Con este proyecto se buscó desarrollar un espacio dedicado al vino que, además de cumplir su función, se destaque visualmente dentro del ambiente. El proceso se conformó por la construcción en taller, el armado de las piezas y el montaje final en obra.
La cantidad de curvas que definían la forma del mueble representaron un desafío: La estructura se compone de una sucesión de cortes verticales, todos diferentes entre sí pero con una lógica de continuidad que genera una sensación de movimiento. Cada una de estas piezas fue ruteada individualmente a partir de placas de MDF, siguiendo archivos digitales precisos que permitieron mantener simetrías, distancias y puntos de encastre.
El proceso de despiece fue clave: se diseñaron ranuras y apoyos ocultos para que todas las partes puedan ensamblarse entre sí con firmeza sin necesidad de herrajes visibles. Esto exigió un trabajo minucioso de numeración, lijado y ajuste antes del armado final. También fue importante pensar en el orden de montaje: al tratarse de un volumen tan complejo, hubo que prever qué piezas debían colocarse primero, y cómo se iban encastrando las siguientes sin perder alineación ni estabilidad.

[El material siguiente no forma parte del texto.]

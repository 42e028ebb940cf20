//! User-administration endpoints consumed by the session holder.

use serde_json::json;

use crate::http::{ApiError, HttpClient};
use crate::models::{User, UserRole};

pub async fn change_role(
    http: &HttpClient,
    user_id: &str,
    role: UserRole,
) -> Result<User, ApiError> {
    http.patch(
        &format!("usuarios/{}/cambiar-rol/", user_id),
        &json!({ "role": role.as_str() }),
    )
    .await
}
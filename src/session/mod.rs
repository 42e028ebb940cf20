//! Session and authorization state holder.
//!
//! Single owner of the logged-in user and the derived block flag. The
//! state machine is `Anonymous → Authenticated(role) →
//! Authenticated+Blocked`; every transition goes through one of the
//! operations below, never through direct field writes. `&mut self`
//! enforces the single-writer discipline the rest of the app relies on.

use chrono::Utc;
use std::sync::Arc;
use tracing::{debug, info, warn};

use crate::api;
use crate::http::HttpClient;
use crate::models::{DebtConfig, ProfileUpdate, User, UserRole};
use crate::storage::{Storage, ACCESS_TOKEN_KEY, DEBT_CONFIG_KEY};

/// Default overdue-days threshold before an account is blocked.
pub const DEFAULT_BLOCK_DAYS: i64 = 30;
/// Configured thresholds are clamped to at least this many days.
pub const MIN_BLOCK_DAYS: i64 = 4;

/// Result of a login attempt. `message` is populated only on failure,
/// already mapped to a user-facing string.
#[derive(Debug, Clone, PartialEq, Eq)]
pub struct LoginOutcome {
    pub success: bool,
    pub message: Option<String>,
}

impl LoginOutcome {
    fn ok() -> Self {
        Self {
            success: true,
            message: None,
        }
    }

    fn failed(message: impl Into<String>) -> Self {
        Self {
            success: false,
            message: Some(message.into()),
        }
    }
}

pub struct Session {
    http: Arc<HttpClient>,
    user: Option<User>,
    is_blocked: bool,
}

impl Session {
    pub fn new(http: Arc<HttpClient>) -> Self {
        Self {
            http,
            user: None,
            is_blocked: false,
        }
    }

    pub fn user(&self) -> Option<&User> {
        self.user.as_ref()
    }

    pub fn role(&self) -> Option<UserRole> {
        self.user.as_ref().map(|u| u.role)
    }

    pub fn is_authenticated(&self) -> bool {
        self.user.is_some()
    }

    pub fn is_blocked(&self) -> bool {
        self.is_blocked
    }

    pub fn http(&self) -> &Arc<HttpClient> {
        &self.http
    }

    /// Silent restore at process start: if a token pair survived the last
    /// visit, re-fetch the profile. No-op for anonymous visitors.
    pub async fn restore(&mut self) {
        if self.http.storage().get(ACCESS_TOKEN_KEY).is_none() {
            return;
        }
        self.refresh_user().await;
    }

    /// Authenticate. On failure the session state is untouched and the
    /// server's message is mapped to a small fixed set of user-facing
    /// strings; unrecognized messages pass through verbatim.
    pub async fn login(&mut self, email: &str, password: &str) -> LoginOutcome {
        match api::auth::login(&self.http, email, password).await {
            Ok(tokens) => {
                info!(email, "Login successful");
                self.user = Some(tokens.user);
                self.evaluate_block().await;
                LoginOutcome::ok()
            }
            Err(err) => {
                debug!(email, status = err.status, "Login rejected");
                let raw = err.message.trim().to_string();
                let normalized = raw.to_lowercase();
                let friendly = if raw.is_empty() || normalized.contains("no active account") {
                    "Credenciales incorrectas".to_string()
                } else if normalized.contains("disabled") {
                    "La cuenta está deshabilitada".to_string()
                } else {
                    raw
                };
                LoginOutcome::failed(friendly)
            }
        }
    }

    pub async fn register(
        &mut self,
        email: &str,
        password: &str,
        name: &str,
        phone: Option<&str>,
    ) -> bool {
        match api::auth::register(&self.http, email, password, name, phone).await {
            Ok(registered) => {
                self.user = Some(registered.user);
                self.evaluate_block().await;
                true
            }
            Err(err) => {
                debug!(email, status = err.status, "Registration rejected");
                false
            }
        }
    }

    /// Log out. Server-side invalidation is best-effort; local state is
    /// cleared unconditionally and this never fails.
    pub async fn logout(&mut self) {
        api::auth::logout(&self.http).await;
        self.user = None;
        self.is_blocked = false;
        info!("Session closed");
    }

    /// Re-fetch the current profile. On failure the previous state stays
    /// as-is; only the adapter's 401 handling ever logs the user out.
    pub async fn refresh_user(&mut self) {
        match api::auth::current_user(&self.http).await {
            Ok(user) => {
                api::auth::persist_user(&self.http, &user);
                self.user = Some(user);
                self.evaluate_block().await;
            }
            Err(err) => {
                debug!(status = err.status, "Profile refresh failed, keeping cached user");
            }
        }
    }

    /// Recompute the block flag from outstanding debts. Admin accounts
    /// are never blocked. A fetch failure leaves the account unblocked:
    /// a transient network error must not lock anyone out.
    pub async fn evaluate_block(&mut self) {
        if self.role().map(|r| r.is_admin()).unwrap_or(false) {
            self.is_blocked = false;
            return;
        }

        let threshold = block_threshold(&self.http);
        match api::payments::my_debts(&self.http).await {
            Ok(debts) => {
                let today = Utc::now().date_naive();
                let max_overdue = debts
                    .iter()
                    .filter(|d| !d.is_paid())
                    .filter_map(|d| d.fecha_vencimiento)
                    .map(|due| (today - due).num_days().max(0))
                    .max()
                    .unwrap_or(0);
                self.is_blocked = max_overdue >= threshold;
                if self.is_blocked {
                    warn!(max_overdue, threshold, "Account blocked by overdue debt");
                }
            }
            Err(err) => {
                debug!(status = err.status, "Debt check failed, leaving account unblocked");
                self.is_blocked = false;
            }
        }
    }

    /// Request a server-side role change, fire-and-forget. When the
    /// affected user is the session user the cached role updates
    /// immediately, so a server-side rejection leaves the cache stale
    /// until the next `refresh_user`.
    pub fn update_user_role(&mut self, user_id: &str, new_role: UserRole) -> bool {
        let http = self.http.clone();
        let id = user_id.to_string();
        tokio::spawn(async move {
            if let Err(err) = api::users::change_role(&http, &id, new_role).await {
                warn!(user_id = %id, %err, "Role change request failed");
            }
        });

        if let Some(user) = self.user.as_mut() {
            if user.id == user_id {
                user.role = new_role;
                api::auth::persist_user(&self.http, user);
            }
        }
        true
    }

    /// Issue a profile update and merge it into the cache without
    /// waiting for the server. Returns `false` only when nobody is
    /// logged in; a failed request still leaves the optimistic merge in
    /// place until the next `refresh_user`.
    pub fn update_user_profile(&mut self, update: ProfileUpdate) -> bool {
        let Some(user) = self.user.as_mut() else {
            return false;
        };

        let http = self.http.clone();
        let payload = update.clone();
        tokio::spawn(async move {
            if let Err(err) = api::auth::update_profile(&http, &payload).await {
                warn!(%err, "Profile update request failed");
            }
        });

        update.apply_to(user);
        api::auth::persist_user(&self.http, user);
        true
    }

    /// Local-only `public → apoderado` promotion. The backend promotes
    /// authoritatively once the matriculation payment is confirmed; this
    /// keeps the UI consistent in the meantime.
    pub fn upgrade_to_apoderado(&mut self) {
        if let Some(user) = self.user.as_mut() {
            if user.role == UserRole::Public {
                user.role = UserRole::Apoderado;
                api::auth::persist_user(&self.http, user);
            }
        }
    }

    pub async fn request_password_reset(&self, email: &str) -> bool {
        api::auth::request_password_reset(&self.http, email)
            .await
            .is_ok()
    }

    pub async fn validate_reset_code(&self, email: &str, code: &str) -> bool {
        api::auth::validate_reset_code(&self.http, email, code)
            .await
            .is_ok()
    }

    pub async fn reset_password(&self, email: &str, code: &str, new_password: &str) -> bool {
        api::auth::confirm_password_reset(&self.http, email, code, new_password)
            .await
            .is_ok()
    }
}

/// Read the block threshold from the local `configuracionDeuda` override,
/// clamped to [`MIN_BLOCK_DAYS`]. Malformed JSON is ignored.
fn block_threshold(http: &HttpClient) -> i64 {
    http.storage()
        .get(DEBT_CONFIG_KEY)
        .and_then(|raw| serde_json::from_str::<DebtConfig>(&raw).ok())
        .map(|cfg| cfg.dias_bloqueo.max(MIN_BLOCK_DAYS))
        .unwrap_or(DEFAULT_BLOCK_DAYS)
}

El mueble cuenta con tiras LED cálidas tanto en su base como en los estantes empotrados de la pared, con el objetivo de destacar las líneas del diseño. Fue necesario planificar con precisión el recorrido del cableado desde el inicio y todas las conexiones se resolvieron por dentro de la estructura, utilizando canaletas ocultas y puntos de acceso estratégicamente ubicados.
El resultado final combina funcionalidad —ya que el mueble aloja una máquina dispensadora de vino y ofrece espacio de apoyo— con una fuerte presencia visual. Es una pieza que se integra al ambiente, pero al mismo tiempo marca su propia identidad dentro del conjunto.